Following yesterday's revelations that a scene inside a polar bear's den was filmed in a chest freezer in Lewisham, programme makers today admitted a sequence involving a caterpillar freezing and then thawing out was filmed in Iceland's Slough branch, 'next to the mini prawn cocktail two for one offer'.
A time-lapse film of a snowflake forming was also captured in a controlled environment; on the store manager's glasses as he refilled the mini pizza cabinet at the Hackney branch.
Presenter Sir David Attenborough came out in defence of the techniques yesterday by saying documentaries sometimes had to be treated like movies so as not to 'ruin the effect' for the viewer.
"Look, everybody knows the state this country is in. do you really think the BBC has money to produce this sort of thing in exotic locations like the polar caps? Of course not; that's why we went to Iceland, they offer amazing deals.
"We got to film two episodes for the price of one; and we got 5,000 points per episode on our loyalty card."

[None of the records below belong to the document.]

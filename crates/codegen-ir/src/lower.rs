//! Model Lowering
//!
//! Every model node gets a buffer holding its output. Nodes that compute
//! something get an internal function, and the external predict function
//! calls them in model order before gathering the requested outputs into
//! the output buffer. Affine operands wider than the unroll threshold become
//! loops; everything else is unrolled into scalar code.

use crate::{Buffer, BufferId, BufferKind, Function, Inst, Linkage, LowerError, Loop, MemRef, Module, Operand, Reg};
use model_graph::{BinaryOp, CoordinateList, Model, Node, NodeId};
use serde::{Deserialize, Serialize};
use tracing::{debug, info};

/// Lowering configuration
#[derive(Debug, Clone, PartialEq, Serialize, Deserialize)]
#[serde(default)]
pub struct LoweringOptions {
    /// Name of the generated module, prefix of its functions
    pub module_name: String,
    /// Widest operand emitted as straight-line code
    pub unroll_threshold: usize,
}

impl Default for LoweringOptions {
    fn default() -> Self {
        Self {
            module_name: "features".to_string(),
            unroll_threshold: 4,
        }
    }
}

/// Name of the external entry point of a lowered module
pub fn predict_function_name(module_name: &str) -> String {
    format!("{}_predict", module_name)
}

/// Name of the internal function computing one node
pub fn node_function_name(module_name: &str, node: NodeId) -> String {
    format!("{}_node{}", module_name, node)
}

/// Lower `model` into a module whose predict function returns the values at
/// `output`
pub fn lower_model(model: &Model, output: &CoordinateList, options: &LoweringOptions) -> Result<Module, LowerError> {
    let input_size = model.input_size().ok_or(LowerError::NoInput)?;
    if output.is_empty() {
        return Err(LowerError::EmptyOutput);
    }
    model.check_coordinates(output)?;

    let mut module = Module::new(options.module_name.clone());
    let input = module.add_buffer(Buffer::zeroed("input", BufferKind::Input, input_size));

    let mut node_buffers = Vec::with_capacity(model.len());
    for (id, node) in model.nodes().iter().enumerate() {
        let name = format!("node{}", id);
        let buffer = match node {
            Node::Input(n) if n.size != input_size => {
                return Err(LowerError::InputSizeMismatch {
                    expected: input_size,
                    actual: n.size,
                })
            }
            Node::Input(_) => input,
            Node::Constant(n) => module.add_buffer(Buffer::new(name, BufferKind::Constant, n.values.clone())),
            Node::Delay(_) | Node::Accumulator(_) => {
                module.add_buffer(Buffer::zeroed(name, BufferKind::State, node.output_size()))
            }
            Node::Binary(_) => module.add_buffer(Buffer::zeroed(name, BufferKind::Scratch, node.output_size())),
        };
        node_buffers.push(buffer);
    }
    let output_buffer = module.add_buffer(Buffer::zeroed("output", BufferKind::Output, output.len()));

    let mut predict = Vec::new();
    for (id, node) in model.nodes().iter().enumerate() {
        let mut emitter = Emitter::new(&node_buffers, options.unroll_threshold);
        let own = node_buffers[id];
        match node {
            Node::Input(_) | Node::Constant(_) => continue,
            Node::Delay(delay) => {
                emitter.shift(own, delay.sample_size(), delay.window);
                emitter.elementwise(own, delay.sample_size(), None, &delay.input, None);
            }
            Node::Binary(binary) => {
                emitter.elementwise(own, binary.lhs.len(), Some(binary.op), &binary.lhs, Some(&binary.rhs));
            }
            Node::Accumulator(acc) => {
                let current = CoordinateList::range(id, 0, acc.input.len());
                emitter.elementwise(own, acc.input.len(), Some(BinaryOp::Add), &current, Some(&acc.input));
            }
        }

        let name = node_function_name(&options.module_name, id);
        debug!("Lowered {} node {} to {} instructions", node.kind_name(), id, emitter.body.len());
        module.add_function(Function::with_body(name.clone(), Linkage::Internal, emitter.body));
        predict.push(Inst::Call { callee: name });
    }

    let mut gather = Emitter::new(&node_buffers, options.unroll_threshold);
    gather.elementwise(output_buffer, output.len(), None, output, None);
    predict.extend(gather.body);
    module.add_function(Function::with_body(
        predict_function_name(&options.module_name),
        Linkage::External,
        predict,
    ));

    info!(
        "Lowered model of {} nodes to module {} ({} functions, {} instructions)",
        model.len(),
        module.name,
        module.functions.len(),
        module.instruction_count()
    );
    Ok(module)
}

struct Emitter<'a> {
    node_buffers: &'a [BufferId],
    unroll_threshold: usize,
    next_reg: Reg,
    body: Vec<Inst>,
}

impl<'a> Emitter<'a> {
    fn new(node_buffers: &'a [BufferId], unroll_threshold: usize) -> Self {
        Self {
            node_buffers,
            unroll_threshold,
            next_reg: 0,
            body: Vec::new(),
        }
    }

    fn reg(&mut self) -> Reg {
        let reg = self.next_reg;
        self.next_reg += 1;
        reg
    }

    /// Operand as a loop memory reference, if it is a strided range
    fn affine(&self, coordinates: &CoordinateList) -> Option<MemRef> {
        let range = coordinates.as_affine()?;
        Some(MemRef::new(
            self.node_buffers[range.node],
            range.start as isize,
            range.stride,
        ))
    }

    fn element(&self, coordinates: &CoordinateList, index: usize) -> MemRef {
        let c = coordinates.as_slice()[index];
        MemRef::scalar(self.node_buffers[c.node], c.element)
    }

    /// `dst[i] = lhs[i] op rhs[i]`, or a copy of `lhs` when `op` is `None`
    fn elementwise(
        &mut self,
        dst: BufferId,
        width: usize,
        op: Option<BinaryOp>,
        lhs: &CoordinateList,
        rhs: Option<&CoordinateList>,
    ) {
        let affine_lhs = self.affine(lhs);
        let affine_rhs = rhs.map(|r| self.affine(r));
        let loop_operands = match (affine_lhs, affine_rhs) {
            (Some(l), None) => Some((l, None)),
            (Some(l), Some(Some(r))) => Some((l, Some(r))),
            _ => None,
        };

        match loop_operands {
            Some((l, r)) if width > self.unroll_threshold => {
                let mut body = Vec::new();
                let value = self.compute(&mut body, op, l, r);
                body.push(Inst::Store {
                    dst: MemRef::new(dst, 0, 1),
                    src: value,
                    lanes: 1,
                });
                self.body.push(Inst::Loop(Loop {
                    trip_count: width,
                    step: 1,
                    parallel: true,
                    body,
                }));
            }
            _ => {
                for i in 0..width {
                    let l = self.element(lhs, i);
                    let r = rhs.map(|r| self.element(r, i));
                    let mut body = std::mem::take(&mut self.body);
                    let value = self.compute(&mut body, op, l, r);
                    body.push(Inst::Store {
                        dst: MemRef::scalar(dst, i),
                        src: value,
                        lanes: 1,
                    });
                    self.body = body;
                }
            }
        }
    }

    fn compute(&mut self, body: &mut Vec<Inst>, op: Option<BinaryOp>, lhs: MemRef, rhs: Option<MemRef>) -> Operand {
        let l = self.reg();
        body.push(Inst::Load {
            dst: l,
            src: lhs,
            lanes: 1,
        });
        let (Some(op), Some(rhs)) = (op, rhs) else {
            return Operand::Reg(l);
        };
        let r = self.reg();
        body.push(Inst::Load {
            dst: r,
            src: rhs,
            lanes: 1,
        });
        let dst = self.reg();
        body.push(Inst::Binary {
            dst,
            op,
            lhs: Operand::Reg(l),
            rhs: Operand::Reg(r),
        });
        Operand::Reg(dst)
    }

    /// Move every sample in a delay buffer one slot older, newest last to
    /// oldest first so nothing is overwritten before it is read
    fn shift(&mut self, buffer: BufferId, sample_size: usize, window: usize) {
        let moved = sample_size * (window - 1);
        if moved == 0 {
            return;
        }
        let last = (sample_size * window - 1) as isize;
        let dst = MemRef::new(buffer, last, -1);
        let src = MemRef::new(buffer, last - sample_size as isize, -1);

        if moved > self.unroll_threshold {
            let value = self.reg();
            self.body.push(Inst::Loop(Loop {
                trip_count: moved,
                step: 1,
                parallel: false,
                body: vec![
                    Inst::Load {
                        dst: value,
                        src,
                        lanes: 1,
                    },
                    Inst::Store {
                        dst,
                        src: Operand::Reg(value),
                        lanes: 1,
                    },
                ],
            }));
        } else {
            for i in 0..moved {
                let value = self.reg();
                self.body.push(Inst::Load {
                    dst: value,
                    src: MemRef::new(buffer, src.index(i, 0), 0),
                    lanes: 1,
                });
                self.body.push(Inst::Store {
                    dst: MemRef::new(buffer, dst.index(i, 0), 0),
                    src: Operand::Reg(value),
                    lanes: 1,
                });
            }
        }
    }
}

He was speaking after it emerged that dramatic footage of a polar bear on the flagship show was in fact Johnny Vegas in a furry suit filmed in the drinks isle of Iceland's Harrow branch whilst staff poured packets of Dreft over him from a gantry to simulate a snow storm.
Eight million viewers had been led to believe the scene had been captured by BBC cameramen at the North and South Poles in the brutal sub-zero temperatures of wilderness.
A disgruntled licence payer said, "I have been waiting decades for the old boy to be eaten by something; anything in fact. I was hoping those white bears would get him, but nobody has ever been attacked by a polar bear in a supermarket in Harrow. I want my money back!"
Tonight Sir David admitted the whole thing was a fake, "I am over eighty years old; do you really think that I am going to lay about in the cold snow with real polar bears when I can film the whole series in the comfort of Iceland supermarket branches?
This comes at a time when a Daily Mail TV reporters have exposed similar fraudulent TV activates; apparently Eastenders is not filmed in the East End of London and the animals that appear in it are not genuine Eastenders.
A clearly emotional spokesman for the TV Licence Payers Group said, "The whole thing sends a shiver down my spine. Quite frankly the images and the reality of the Frozen Planet series are poles apart. I am going outside - I may be some time".